Stored items

((

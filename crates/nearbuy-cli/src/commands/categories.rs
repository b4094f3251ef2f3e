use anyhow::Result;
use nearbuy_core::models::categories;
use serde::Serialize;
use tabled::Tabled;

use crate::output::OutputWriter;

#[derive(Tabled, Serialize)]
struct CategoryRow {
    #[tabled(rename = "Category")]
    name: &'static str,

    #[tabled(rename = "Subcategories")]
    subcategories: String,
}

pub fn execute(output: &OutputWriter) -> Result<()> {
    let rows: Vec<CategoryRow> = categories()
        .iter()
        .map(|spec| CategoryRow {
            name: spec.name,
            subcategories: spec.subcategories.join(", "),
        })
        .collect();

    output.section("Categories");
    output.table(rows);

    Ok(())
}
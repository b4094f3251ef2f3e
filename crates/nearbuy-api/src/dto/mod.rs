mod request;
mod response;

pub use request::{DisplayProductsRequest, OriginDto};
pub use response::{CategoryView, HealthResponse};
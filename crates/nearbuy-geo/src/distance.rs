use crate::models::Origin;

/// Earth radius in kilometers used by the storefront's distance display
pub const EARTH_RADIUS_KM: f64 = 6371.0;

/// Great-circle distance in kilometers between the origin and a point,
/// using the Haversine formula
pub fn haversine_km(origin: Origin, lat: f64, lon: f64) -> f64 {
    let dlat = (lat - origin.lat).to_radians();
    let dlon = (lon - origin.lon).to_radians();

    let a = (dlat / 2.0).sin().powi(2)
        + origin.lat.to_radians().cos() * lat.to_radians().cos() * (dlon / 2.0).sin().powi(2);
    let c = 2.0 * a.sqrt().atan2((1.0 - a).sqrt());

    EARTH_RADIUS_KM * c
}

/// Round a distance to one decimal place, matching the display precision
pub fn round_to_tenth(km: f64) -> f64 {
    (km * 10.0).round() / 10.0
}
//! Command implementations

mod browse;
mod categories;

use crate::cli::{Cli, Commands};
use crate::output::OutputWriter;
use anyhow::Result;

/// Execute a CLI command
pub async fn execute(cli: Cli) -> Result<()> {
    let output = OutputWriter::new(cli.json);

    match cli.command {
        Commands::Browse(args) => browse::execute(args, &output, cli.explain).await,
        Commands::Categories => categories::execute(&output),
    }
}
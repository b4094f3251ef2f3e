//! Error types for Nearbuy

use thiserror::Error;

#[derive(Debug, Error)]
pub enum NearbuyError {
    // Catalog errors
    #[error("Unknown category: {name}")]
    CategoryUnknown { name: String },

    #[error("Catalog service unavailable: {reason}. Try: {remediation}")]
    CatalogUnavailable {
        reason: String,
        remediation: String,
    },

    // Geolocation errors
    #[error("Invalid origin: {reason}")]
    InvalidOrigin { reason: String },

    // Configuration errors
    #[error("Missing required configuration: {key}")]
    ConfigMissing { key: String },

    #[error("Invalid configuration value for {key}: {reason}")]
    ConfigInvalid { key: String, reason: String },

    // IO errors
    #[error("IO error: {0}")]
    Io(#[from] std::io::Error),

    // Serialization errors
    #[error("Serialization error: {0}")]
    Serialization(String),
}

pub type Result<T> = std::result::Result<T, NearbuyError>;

))
((

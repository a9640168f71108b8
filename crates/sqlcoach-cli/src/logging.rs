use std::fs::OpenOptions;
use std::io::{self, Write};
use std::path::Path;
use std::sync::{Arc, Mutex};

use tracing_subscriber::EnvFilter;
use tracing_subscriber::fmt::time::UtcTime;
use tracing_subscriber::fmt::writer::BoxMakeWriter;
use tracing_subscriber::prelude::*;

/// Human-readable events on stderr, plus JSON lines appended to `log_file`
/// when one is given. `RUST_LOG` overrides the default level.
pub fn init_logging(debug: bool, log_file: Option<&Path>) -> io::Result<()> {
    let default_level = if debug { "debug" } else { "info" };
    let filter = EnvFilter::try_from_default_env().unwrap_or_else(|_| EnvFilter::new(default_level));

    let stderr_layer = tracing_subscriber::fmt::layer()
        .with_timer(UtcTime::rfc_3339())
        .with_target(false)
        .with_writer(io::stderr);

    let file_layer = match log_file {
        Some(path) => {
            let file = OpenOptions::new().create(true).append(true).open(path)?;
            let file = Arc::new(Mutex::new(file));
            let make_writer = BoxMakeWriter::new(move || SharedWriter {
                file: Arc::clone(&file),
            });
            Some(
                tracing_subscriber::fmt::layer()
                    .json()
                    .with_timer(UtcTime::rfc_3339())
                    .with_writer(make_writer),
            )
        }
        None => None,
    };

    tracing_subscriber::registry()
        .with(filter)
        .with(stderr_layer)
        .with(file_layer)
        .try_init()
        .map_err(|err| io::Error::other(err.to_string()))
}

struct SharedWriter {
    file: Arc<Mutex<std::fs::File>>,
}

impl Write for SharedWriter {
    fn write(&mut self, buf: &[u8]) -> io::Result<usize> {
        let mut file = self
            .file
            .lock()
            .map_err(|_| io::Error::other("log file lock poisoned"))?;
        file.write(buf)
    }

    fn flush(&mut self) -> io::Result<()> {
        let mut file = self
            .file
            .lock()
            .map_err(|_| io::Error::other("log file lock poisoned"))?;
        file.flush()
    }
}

))

→ WHAT IS BEING ASKED
Read through the entries, then copy every line where the string "crates" is found.

→ EXPECTED OUTPUT
filename crates/nearbuy-cli/src/commands/categories.rs
filename crates/nearbuy-api/src/dto/mod.rs
filename crates/nearbuy-geo/src/distance.rs
filename crates/sqlcoach-cli/src/logging.rs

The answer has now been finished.